When trying to run out, guards kept them from leaving the room. Cabrera-Mazzeo, one of the attorneys on the suit, says many lost consciousnesses and had medical conditions like asthma, and that the jail’s own policies prohibit that kind of force on someone with those conditions. When moved to the showers, attorneys say their clients had their hands zip-tied behind their backs and were not properly decontaminated. She says following the incident, two of her clients attempted suicide.

“The decontamination process was completely botched. The first few that can be seen going into the showers still had their hands tied. They were unable to operate the showers nor did they understand what decontamination procedures they were supposed to be doing,” said Cabrera-Mazzeo, who says her clients spoke Spanish and did not receive the proper explanation in their language. “A lot of them had the chemical irritants on their skin for days after the attack.”

Now, the ACLU and New Mexico Immigrant Law Center are representing at least nine of those detainees. They’re suing Torrance County and CoreCivic, which employs the guards at the facility.
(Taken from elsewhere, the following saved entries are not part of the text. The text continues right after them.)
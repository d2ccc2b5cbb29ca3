pub mod backtest;
pub mod bootstrap;
pub mod jobs;
pub mod monitor;
pub mod optimization;
pub mod quotes;
pub mod strategies;
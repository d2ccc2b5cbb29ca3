use crate::application::monitor::{AdvanceOutcome, MonitorService, SkipReason};
use crate::application::quotes::{QuoteUpdateService, QuoteUpdateSummary};
use crate::config::Config;
use crate::domain::repositories::MonitorRepo;
use anyhow::Result;
use chrono::NaiveDate;
use serde::Serialize;
use serde_json::json;
use std::sync::Arc;
use tracing::{error, info};

#[derive(Debug, Clone, Serialize)]
pub struct MonitorAdvanceResult {
    pub monitor_id: i64,
    pub name: String,
    pub outcome: String,
    pub error: Option<String>,
}

/// Consolidated result of one daily-update pass, also serialized as the
/// payload handed to the external notifier.
#[derive(Debug, Clone, Serialize)]
pub struct DailyUpdateReport {
    pub date: NaiveDate,
    pub quotes: Option<QuoteUpdateSummary>,
    pub monitors: Vec<MonitorAdvanceResult>,
    pub monitor_failures: usize,
    pub smtp_configured: bool,
}

impl DailyUpdateReport {
    /// 0 all success, 1 partial failure. Fatal conditions surface as
    /// errors before a report exists.
    pub fn exit_code(&self) -> i32 {
        let quote_trouble = self
            .quotes
            .as_ref()
            .map(|q| q.failed > 0)
            .unwrap_or(false);
        if quote_trouble || self.monitor_failures > 0 {
            1
        } else {
            0
        }
    }

    pub fn to_payload(&self) -> serde_json::Value {
        json!(self)
    }
}

/// The compound daily job: quotes first (must complete), then every
/// active monitor, strictly in that order.
pub struct DailyUpdateJob {
    quotes: QuoteUpdateService,
    monitors_service: MonitorService,
    monitors: Arc<dyn MonitorRepo>,
    config: Config,
}

impl DailyUpdateJob {
    pub fn new(
        quotes: QuoteUpdateService,
        monitors_service: MonitorService,
        monitors: Arc<dyn MonitorRepo>,
        config: Config,
    ) -> Self {
        Self {
            quotes,
            monitors_service,
            monitors,
            config,
        }
    }

    pub async fn run(
        &self,
        date: NaiveDate,
        skip_quotes: bool,
        skip_monitors: bool,
    ) -> Result<DailyUpdateReport> {
        let quotes = if skip_quotes {
            info!("daily-update: quote phase skipped");
            None
        } else {
            // Phase 1 must finish before any monitor advances; partial
            // per-ticker failures are tolerated.
            Some(self.quotes.update(None, false).await?)
        };

        let mut monitors = Vec::new();
        let mut monitor_failures = 0usize;
        if !skip_monitors {
            for monitor in self.monitors.get_active().await? {
                match self.monitors_service.advance(monitor.id, date).await {
                    Ok(AdvanceOutcome::Processed { date, equity }) => {
                        monitors.push(MonitorAdvanceResult {
                            monitor_id: monitor.id,
                            name: monitor.name,
                            outcome: format!("processed {date}, equity {equity}"),
                            error: None,
                        });
                    }
                    Ok(AdvanceOutcome::Skipped(reason)) => {
                        let reason = match reason {
                            SkipReason::AlreadyProcessed => "already processed",
                            SkipReason::NoQuotes => "no quotes",
                        };
                        monitors.push(MonitorAdvanceResult {
                            monitor_id: monitor.id,
                            name: monitor.name,
                            outcome: format!("skipped ({reason})"),
                            error: None,
                        });
                    }
                    Err(e) => {
                        // One bad day does not disable the monitor; it
                        // stays active and the failure is reported
                        error!(monitor_id = monitor.id, error = %format!("{e:#}"), "advance failed");
                        monitor_failures += 1;
                        monitors.push(MonitorAdvanceResult {
                            monitor_id: monitor.id,
                            name: monitor.name,
                            outcome: "failed".to_string(),
                            error: Some(format!("{e:#}")),
                        });
                    }
                }
            }
        } else {
            info!("daily-update: monitor phase skipped");
        }

        Ok(DailyUpdateReport {
            date,
            quotes,
            monitors,
            monitor_failures,
            smtp_configured: self.config.smtp.is_configured(),
        })
    }
}

#[cfg(test)]
mod tests {
    use super::*;

    fn report(failed_quotes: usize, monitor_failures: usize) -> DailyUpdateReport {
        DailyUpdateReport {
            date: NaiveDate::from_ymd_opt(2024, 5, 6).unwrap(),
            quotes: Some(QuoteUpdateSummary {
                updated: 3,
                failed: failed_quotes,
                results: Vec::new(),
            }),
            monitors: Vec::new(),
            monitor_failures,
            smtp_configured: false,
        }
    }

    #[test]
    fn test_exit_codes() {
        assert_eq!(report(0, 0).exit_code(), 0);
        assert_eq!(report(1, 0).exit_code(), 1);
        assert_eq!(report(0, 2).exit_code(), 1);
    }

    #[test]
    fn test_payload_shape() {
        let payload = report(0, 0).to_payload();
        assert_eq!(payload["date"], "2024-05-06");
        assert_eq!(payload["quotes"]["updated"], 3);
        assert_eq!(payload["smtp_configured"], false);
    }
}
“There’s no reason to subject people fleeing persecution in their home countries to further abuse and violence in unnecessary detention in the U.S.,” said Cabrera-Mazzeo. “There is no requirement that ICE detain asylum seekers; that is their choice and they do it for no apparent reason.”

The ACLU says many of those involved with the hunger strike were moved to other detention facilities across the country or deported after the incident, so it’s been hard to get in touch with some for the lawsuit. There were around 20 people involved in the strike.
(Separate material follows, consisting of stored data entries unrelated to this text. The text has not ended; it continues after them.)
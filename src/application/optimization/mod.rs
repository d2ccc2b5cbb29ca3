use crate::application::backtest::Simulator;
use crate::application::strategies::StrategyRegistry;
use crate::domain::errors::EngineError;
use crate::domain::params::{OptimizationParam, ParamMap, ParamValue};
use crate::domain::performance::PerformanceMetrics;
use crate::domain::trading::Ledger;
use chrono::NaiveDate;
use rust_decimal::Decimal;
use serde::Serialize;
use std::cmp::Ordering;
use tracing::{info, warn};

/// One combination's outcome. Failed combinations carry the error and
/// rank after every successful one.
#[derive(Debug, Clone, Serialize)]
pub struct SweepResult {
    pub parameters: ParamMap,
    pub metrics: Option<PerformanceMetrics>,
    pub final_equity: Option<Decimal>,
    pub error: Option<String>,
}

#[derive(Debug, Clone, Serialize)]
pub struct OptimizationReport {
    /// Ranked best-first: net profit desc, then lower max drawdown
    /// percent, then lexicographic parameter vector.
    pub results: Vec<SweepResult>,
    pub combinations_total: usize,
    pub succeeded: usize,
    pub cancelled: bool,
}

impl OptimizationReport {
    pub fn best(&self) -> Option<&SweepResult> {
        self.results.iter().find(|r| r.metrics.is_some())
    }
}

/// Cartesian product of the parameter value lists, in declaration order.
pub fn enumerate_combinations(params: &[OptimizationParam]) -> Vec<ParamMap> {
    let mut combos = vec![ParamMap::new()];
    for param in params {
        let values = param.values();
        let mut next = Vec::with_capacity(combos.len() * values.len());
        for combo in &combos {
            for value in &values {
                let mut extended = combo.clone();
                extended.insert(param.name.clone(), ParamValue::Number(*value));
                next.push(extended);
            }
        }
        combos = next;
    }
    combos
}

/// Run every combination sequentially, each against a fresh strategy and
/// ledger. `cancelled` is polled before each combination; completed
/// combinations are preserved on cancellation.
#[allow(clippy::too_many_arguments)]
pub fn run_sweep(
    registry: &StrategyRegistry,
    strategy_name: &str,
    base_params: &ParamMap,
    sweep: &[OptimizationParam],
    simulator: &Simulator,
    start: NaiveDate,
    end: NaiveDate,
    initial_capital: Decimal,
    mut cancelled: impl FnMut() -> bool,
) -> Result<OptimizationReport, EngineError> {
    if sweep.is_empty() {
        return Err(EngineError::InvalidInput(
            "optimization requires at least one parameter range".into(),
        ));
    }

    let combos = enumerate_combinations(sweep);
    let total = combos.len();
    info!(strategy = strategy_name, combinations = total, "starting sweep");

    let mut results = Vec::with_capacity(total);
    let mut was_cancelled = false;

    for (i, combo) in combos.into_iter().enumerate() {
        if cancelled() {
            warn!(completed = i, total, "sweep cancelled");
            was_cancelled = true;
            break;
        }

        let mut params = base_params.clone();
        params.extend(combo.clone());

        let outcome = registry
            .instantiate(strategy_name, &params)
            .map_err(|e| e.to_string())
            .and_then(|mut strategy| {
                let mut ledger = Ledger::new(initial_capital);
                simulator
                    .run(strategy.as_mut(), &mut ledger, start, end)
                    .map_err(|e| e.to_string())
            });

        match outcome {
            Ok(sim) => results.push(SweepResult {
                parameters: combo,
                metrics: Some(sim.metrics),
                final_equity: Some(sim.final_equity),
                error: None,
            }),
            Err(message) => {
                warn!(combination = i, %message, "combination failed, continuing");
                results.push(SweepResult {
                    parameters: combo,
                    metrics: None,
                    final_equity: None,
                    error: Some(message),
                });
            }
        }
    }

    let succeeded = results.iter().filter(|r| r.metrics.is_some()).count();
    rank(&mut results);

    Ok(OptimizationReport {
        results,
        combinations_total: total,
        succeeded,
        cancelled: was_cancelled,
    })
}

fn rank(results: &mut [SweepResult]) {
    results.sort_by(|a, b| match (&a.metrics, &b.metrics) {
        (Some(ma), Some(mb)) => mb
            .net_profit
            .cmp(&ma.net_profit)
            .then(ma.max_drawdown_percent.cmp(&mb.max_drawdown_percent))
            .then_with(|| cmp_param_maps(&a.parameters, &b.parameters)),
        (Some(_), None) => Ordering::Less,
        (None, Some(_)) => Ordering::Greater,
        (None, None) => cmp_param_maps(&a.parameters, &b.parameters),
    });
}

/// Lexicographic by parameter name, then by value.
fn cmp_param_maps(a: &ParamMap, b: &ParamMap) -> Ordering {
    let mut ai = a.iter();
    let mut bi = b.iter();
    loop {
        match (ai.next(), bi.next()) {
            (Some((ka, va)), Some((kb, vb))) => {
                let ord = ka.cmp(kb).then_with(|| cmp_param_values(va, vb));
                if ord != Ordering::Equal {
                    return ord;
                }
            }
            (Some(_), None) => return Ordering::Greater,
            (None, Some(_)) => return Ordering::Less,
            (None, None) => return Ordering::Equal,
        }
    }
}

fn cmp_param_values(a: &ParamValue, b: &ParamValue) -> Ordering {
    match (a, b) {
        (ParamValue::Number(x), ParamValue::Number(y)) => x.cmp(y),
        (ParamValue::Text(x), ParamValue::Text(y)) => x.cmp(y),
        (ParamValue::Number(_), ParamValue::Text(_)) => Ordering::Less,
        (ParamValue::Text(_), ParamValue::Number(_)) => Ordering::Greater,
    }
}

#[cfg(test)]
mod tests {
    use super::*;
    use rust_decimal_macros::dec;

    fn param(name: &str, from: Decimal, to: Decimal, step: Decimal) -> OptimizationParam {
        OptimizationParam::new(name, from, to, step).unwrap()
    }

    #[test]
    fn test_cartesian_coverage() {
        // 3 x 2 = 6 combinations
        let combos = enumerate_combinations(&[
            param("a", dec!(1), dec!(3), dec!(1)),
            param("b", dec!(10), dec!(20), dec!(10)),
        ]);
        assert_eq!(combos.len(), 6);

        // First combination carries both parameter names
        assert_eq!(combos[0].get("a"), Some(&ParamValue::Number(dec!(1))));
        assert_eq!(combos[0].get("b"), Some(&ParamValue::Number(dec!(10))));
        // Last combination is the final value of each range
        assert_eq!(combos[5].get("a"), Some(&ParamValue::Number(dec!(3))));
        assert_eq!(combos[5].get("b"), Some(&ParamValue::Number(dec!(20))));
    }

    #[test]
    fn test_single_param_sweep_shape() {
        // 50..250 step 50 -> {50, 100, 150, 200, 250}
        let combos = enumerate_combinations(&[param("length", dec!(50), dec!(250), dec!(50))]);
        assert_eq!(combos.len(), 5);
    }

    #[test]
    fn test_ranking_ties_break_on_drawdown_then_params() {
        let metrics = |net: Decimal, dd: Decimal| {
            let mut m =
                PerformanceMetrics::compute(&[], dec!(1000), (Decimal::ZERO, Decimal::ZERO));
            m.net_profit = net;
            m.max_drawdown_percent = dd;
            m
        };
        let result = |net: Decimal, dd: Decimal, length: Decimal| SweepResult {
            parameters: ParamMap::from([(
                "length".to_string(),
                ParamValue::Number(length),
            )]),
            metrics: Some(metrics(net, dd)),
            final_equity: None,
            error: None,
        };

        let mut results = vec![
            result(dec!(100), dec!(5), dec!(200)),
            result(dec!(100), dec!(2), dec!(150)),
            result(dec!(300), dec!(9), dec!(50)),
            result(dec!(100), dec!(2), dec!(100)),
        ];
        rank(&mut results);

        // Highest net profit first
        assert_eq!(results[0].metrics.as_ref().unwrap().net_profit, dec!(300));
        // Tie on net profit: lower drawdown wins; then smaller length
        assert_eq!(
            results[1].parameters.get("length"),
            Some(&ParamValue::Number(dec!(100)))
        );
        assert_eq!(
            results[2].parameters.get("length"),
            Some(&ParamValue::Number(dec!(150)))
        );
        assert_eq!(
            results[3].parameters.get("length"),
            Some(&ParamValue::Number(dec!(200)))
        );
    }

    #[test]
    fn test_failed_results_rank_last() {
        let mut results = vec![
            SweepResult {
                parameters: ParamMap::new(),
                metrics: None,
                final_equity: None,
                error: Some("boom".into()),
            },
            SweepResult {
                parameters: ParamMap::new(),
                metrics: Some(PerformanceMetrics::compute(
                    &[],
                    dec!(1000),
                    (Decimal::ZERO, Decimal::ZERO),
                )),
                final_equity: Some(dec!(1000)),
                error: None,
            },
        ];
        rank(&mut results);
        assert!(results[0].metrics.is_some());
        assert!(results[1].error.is_some());
    }
}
KRQE News 13 reached out to officials with Torrance County, which was also listed in the lawsuit but have not heard back. News 13 also reached out to CoreCivic. Spokesperson Ryan Gustin issued the following statement, saying the detainees refused to comply with verbal orders, which is why staff deployed OC spray:

On Thursday, May 14, at approximately 12:35 p.m. MDT, staff at the Torrance County Detention Facility responded to a protest in a housing unit that was initiated by a group of detainees who became disruptive by refusing to comply with verbal directives provided by staff.

After attempts by facility staff to deescalate the situation were unsuccessful, the facility staff deployed oleoresin capsicum, commonly referred to as “OC” spray. After the deployment of OC, the detainees became compliant and staff was able to mitigate further risk of injury to both detainees and staff.

No injuries occurred as a result of this incident to detainees or staff. Medical staff reviewed all individuals involved in the protest.  

CoreCivic leadership and facility staff worked closely with our government partner, Immigration and Customs Enforcement (ICE), throughout the protest. If additional information is needed, we encourage you to be in contact with ICE Public Affairs.